[Stored records]
::::
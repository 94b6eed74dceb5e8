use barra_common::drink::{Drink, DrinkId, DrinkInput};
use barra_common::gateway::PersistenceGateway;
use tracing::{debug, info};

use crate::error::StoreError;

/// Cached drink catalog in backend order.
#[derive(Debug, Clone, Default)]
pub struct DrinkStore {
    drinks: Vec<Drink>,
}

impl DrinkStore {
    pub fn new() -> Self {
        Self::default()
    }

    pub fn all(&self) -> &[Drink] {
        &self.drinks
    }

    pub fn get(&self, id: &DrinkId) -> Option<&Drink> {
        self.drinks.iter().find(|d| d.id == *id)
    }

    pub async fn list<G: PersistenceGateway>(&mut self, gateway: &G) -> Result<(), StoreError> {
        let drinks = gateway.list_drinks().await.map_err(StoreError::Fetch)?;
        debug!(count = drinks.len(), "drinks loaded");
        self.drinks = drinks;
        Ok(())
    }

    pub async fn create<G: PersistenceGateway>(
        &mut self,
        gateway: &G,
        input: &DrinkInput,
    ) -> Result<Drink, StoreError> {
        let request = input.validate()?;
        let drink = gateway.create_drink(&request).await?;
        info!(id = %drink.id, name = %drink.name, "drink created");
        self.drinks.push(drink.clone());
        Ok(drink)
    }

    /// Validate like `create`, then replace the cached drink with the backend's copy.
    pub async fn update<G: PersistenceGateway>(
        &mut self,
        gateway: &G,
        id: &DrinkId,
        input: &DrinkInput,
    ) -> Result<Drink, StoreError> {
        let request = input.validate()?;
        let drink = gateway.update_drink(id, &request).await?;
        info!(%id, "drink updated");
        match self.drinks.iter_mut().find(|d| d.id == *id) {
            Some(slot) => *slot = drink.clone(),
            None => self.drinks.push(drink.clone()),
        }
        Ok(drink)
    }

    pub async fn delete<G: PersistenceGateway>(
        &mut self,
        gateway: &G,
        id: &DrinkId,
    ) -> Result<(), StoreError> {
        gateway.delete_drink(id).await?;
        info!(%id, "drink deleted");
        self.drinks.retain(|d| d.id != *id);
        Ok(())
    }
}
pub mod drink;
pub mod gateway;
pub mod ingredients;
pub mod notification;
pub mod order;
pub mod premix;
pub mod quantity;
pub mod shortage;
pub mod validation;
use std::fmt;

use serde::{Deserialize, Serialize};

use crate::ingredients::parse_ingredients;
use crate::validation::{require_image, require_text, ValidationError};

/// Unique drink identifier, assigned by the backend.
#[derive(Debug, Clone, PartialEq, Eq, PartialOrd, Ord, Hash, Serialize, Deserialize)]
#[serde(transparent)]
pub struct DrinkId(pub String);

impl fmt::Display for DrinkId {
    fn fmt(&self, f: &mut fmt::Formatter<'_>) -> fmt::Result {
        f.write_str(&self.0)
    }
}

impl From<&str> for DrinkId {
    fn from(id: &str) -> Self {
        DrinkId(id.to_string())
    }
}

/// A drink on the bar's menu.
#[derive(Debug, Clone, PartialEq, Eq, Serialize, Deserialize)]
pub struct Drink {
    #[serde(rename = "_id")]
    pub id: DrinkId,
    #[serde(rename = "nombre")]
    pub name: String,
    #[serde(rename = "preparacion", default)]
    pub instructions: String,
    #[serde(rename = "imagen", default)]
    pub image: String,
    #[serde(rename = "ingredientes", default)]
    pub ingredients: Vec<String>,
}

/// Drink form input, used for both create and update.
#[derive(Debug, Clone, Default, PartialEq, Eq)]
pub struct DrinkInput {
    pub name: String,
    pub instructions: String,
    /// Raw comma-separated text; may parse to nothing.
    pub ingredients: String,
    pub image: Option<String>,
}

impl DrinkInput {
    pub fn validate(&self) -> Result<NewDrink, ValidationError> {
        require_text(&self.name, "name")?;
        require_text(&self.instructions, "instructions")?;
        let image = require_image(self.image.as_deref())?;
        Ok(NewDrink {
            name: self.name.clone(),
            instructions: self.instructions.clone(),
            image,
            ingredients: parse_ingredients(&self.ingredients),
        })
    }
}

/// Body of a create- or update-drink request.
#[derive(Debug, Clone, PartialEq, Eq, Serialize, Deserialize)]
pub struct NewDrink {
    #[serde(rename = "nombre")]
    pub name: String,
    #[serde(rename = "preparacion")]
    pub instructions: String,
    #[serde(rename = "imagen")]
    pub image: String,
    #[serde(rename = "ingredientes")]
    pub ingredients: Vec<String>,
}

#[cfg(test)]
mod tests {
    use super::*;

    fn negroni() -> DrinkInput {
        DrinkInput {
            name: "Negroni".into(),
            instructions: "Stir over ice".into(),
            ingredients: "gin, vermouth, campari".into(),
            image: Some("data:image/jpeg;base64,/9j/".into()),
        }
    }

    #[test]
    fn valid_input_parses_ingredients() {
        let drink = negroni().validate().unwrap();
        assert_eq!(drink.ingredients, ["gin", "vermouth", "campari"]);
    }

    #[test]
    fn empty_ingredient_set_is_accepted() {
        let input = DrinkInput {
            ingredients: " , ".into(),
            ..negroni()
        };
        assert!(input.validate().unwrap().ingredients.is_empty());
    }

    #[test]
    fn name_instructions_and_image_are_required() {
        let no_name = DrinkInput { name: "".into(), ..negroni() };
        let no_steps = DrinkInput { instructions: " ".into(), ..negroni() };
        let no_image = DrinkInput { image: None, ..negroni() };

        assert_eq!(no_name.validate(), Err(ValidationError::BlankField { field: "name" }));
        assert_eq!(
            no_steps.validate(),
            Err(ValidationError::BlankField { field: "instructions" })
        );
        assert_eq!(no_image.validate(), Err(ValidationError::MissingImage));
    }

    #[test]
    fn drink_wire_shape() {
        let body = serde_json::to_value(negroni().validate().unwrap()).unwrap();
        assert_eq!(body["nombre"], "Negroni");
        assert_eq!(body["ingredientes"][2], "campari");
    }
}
::::
[Exercise directions] The output should restate the data exactly, with no line missing.

[Written solution]
repository 94b6eed74dceb5e8
use barra_common::drink::{Drink, DrinkId, DrinkInput};
use barra_common::gateway::PersistenceGateway;
use tracing::{debug, info};

use crate::error::StoreError;

/// Cached drink catalog in backend order.
#[derive(Debug, Clone, Default)]
pub struct DrinkStore {
    drinks: Vec<Drink>,
}

impl DrinkStore {
    pub fn new() -> Self {
        Self::default()
    }

    pub fn all(&self) -> &[Drink] {
        &self.drinks
    }

    pub fn get(&self, id: &DrinkId) -> Option<&Drink> {
        self.drinks.iter().find(|d| d.id == *id)
    }

    pub async fn list<G: PersistenceGateway>(&mut self, gateway: &G) -> Result<(), StoreError> {
        let drinks = gateway.list_drinks().await.map_err(StoreError::Fetch)?;
        debug!(count = drinks.len(), "drinks loaded");
        self.drinks = drinks;
        Ok(())
    }

    pub async fn create<G: PersistenceGateway>(
        &mut self,
        gateway: &G,
        input: &DrinkInput,
    ) -> Result<Drink, StoreError> {
        let request = input.validate()?;
        let drink = gateway.create_drink(&request).await?;
        info!(id = %drink.id, name = %drink.name, "drink created");
        self.drinks.push(drink.clone());
        Ok(drink)
    }

    /// Validate like `create`, then replace the cached drink with the backend's copy.
    pub async fn update<G: PersistenceGateway>(
        &mut self,
        gateway: &G,
        id: &DrinkId,
        input: &DrinkInput,
    ) -> Result<Drink, StoreError> {
        let request = input.validate()?;
        let drink = gateway.update_drink(id, &request).await?;
        info!(%id, "drink updated");
        match self.drinks.iter_mut().find(|d| d.id == *id) {
            Some(slot) => *slot = drink.clone(),
            None => self.drinks.push(drink.clone()),
        }
        Ok(drink)
    }

    pub async fn delete<G: PersistenceGateway>(
        &mut self,
        gateway: &G,
        id: &DrinkId,
    ) -> Result<(), StoreError> {
        gateway.delete_drink(id).await?;
        info!(%id, "drink deleted");
        self.drinks.retain(|d| d.id != *id);
        Ok(())
    }
}
pub mod drink;
pub mod gateway;
pub mod ingredients;
pub mod notification;
pub mod order;
pub mod premix;
pub mod quantity;
pub mod shortage;
pub mod validation;
use std::fmt;

use serde::{Deserialize, Serialize};

use crate::ingredients::parse_ingredients;
use crate::validation::{require_image, require_text, ValidationError};

/// Unique drink identifier, assigned by the backend.
#[derive(Debug, Clone, PartialEq, Eq, PartialOrd, Ord, Hash, Serialize, Deserialize)]
#[serde(transparent)]
pub struct DrinkId(pub String);

impl fmt::Display for DrinkId {
    fn fmt(&self, f: &mut fmt::Formatter<'_>) -> fmt::Result {
        f.write_str(&self.0)
    }
}

impl From<&str> for DrinkId {
    fn from(id: &str) -> Self {
        DrinkId(id.to_string())
    }
}

/// A drink on the bar's menu.
#[derive(Debug, Clone, PartialEq, Eq, Serialize, Deserialize)]
pub struct Drink {
    #[serde(rename = "_id")]
    pub id: DrinkId,
    #[serde(rename = "nombre")]
    pub name: String,
    #[serde(rename = "preparacion", default)]
    pub instructions: String,
    #[serde(rename = "imagen", default)]
    pub image: String,
    #[serde(rename = "ingredientes", default)]
    pub ingredients: Vec<String>,
}

/// Drink form input, used for both create and update.
#[derive(Debug, Clone, Default, PartialEq, Eq)]
pub struct DrinkInput {
    pub name: String,
    pub instructions: String,
    /// Raw comma-separated text; may parse to nothing.
    pub ingredients: String,
    pub image: Option<String>,
}

impl DrinkInput {
    pub fn validate(&self) -> Result<NewDrink, ValidationError> {
        require_text(&self.name, "name")?;
        require_text(&self.instructions, "instructions")?;
        let image = require_image(self.image.as_deref())?;
        Ok(NewDrink {
            name: self.name.clone(),
            instructions: self.instructions.clone(),
            image,
            ingredients: parse_ingredients(&self.ingredients),
        })
    }
}

/// Body of a create- or update-drink request.
#[derive(Debug, Clone, PartialEq, Eq, Serialize, Deserialize)]
pub struct NewDrink {
    #[serde(rename = "nombre")]
    pub name: String,
    #[serde(rename = "preparacion")]
    pub instructions: String,
    #[serde(rename = "imagen")]
    pub image: String,
    #[serde(rename = "ingredientes")]
    pub ingredients: Vec<String>,
}

#[cfg(test)]
mod tests {
    use super::*;

    fn negroni() -> DrinkInput {
        DrinkInput {
            name: "Negroni".into(),
            instructions: "Stir over ice".into(),
            ingredients: "gin, vermouth, campari".into(),
            image: Some("data:image/jpeg;base64,/9j/".into()),
        }
    }

    #[test]
    fn valid_input_parses_ingredients() {
        let drink = negroni().validate().unwrap();
        assert_eq!(drink.ingredients, ["gin", "vermouth", "campari"]);
    }

    #[test]
    fn empty_ingredient_set_is_accepted() {
        let input = DrinkInput {
            ingredients: " , ".into(),
            ..negroni()
        };
        assert!(input.validate().unwrap().ingredients.is_empty());
    }

    #[test]
    fn name_instructions_and_image_are_required() {
        let no_name = DrinkInput { name: "".into(), ..negroni() };
        let no_steps = DrinkInput { instructions: " ".into(), ..negroni() };
        let no_image = DrinkInput { image: None, ..negroni() };

        assert_eq!(no_name.validate(), Err(ValidationError::BlankField { field: "name" }));
        assert_eq!(
            no_steps.validate(),
            Err(ValidationError::BlankField { field: "instructions" })
        );
        assert_eq!(no_image.validate(), Err(ValidationError::MissingImage));
    }

    #[test]
    fn drink_wire_shape() {
        let body = serde_json::to_value(negroni().validate().unwrap()).unwrap();
        assert_eq!(body["nombre"], "Negroni");
        assert_eq!(body["ingredientes"][2], "campari");
    }
}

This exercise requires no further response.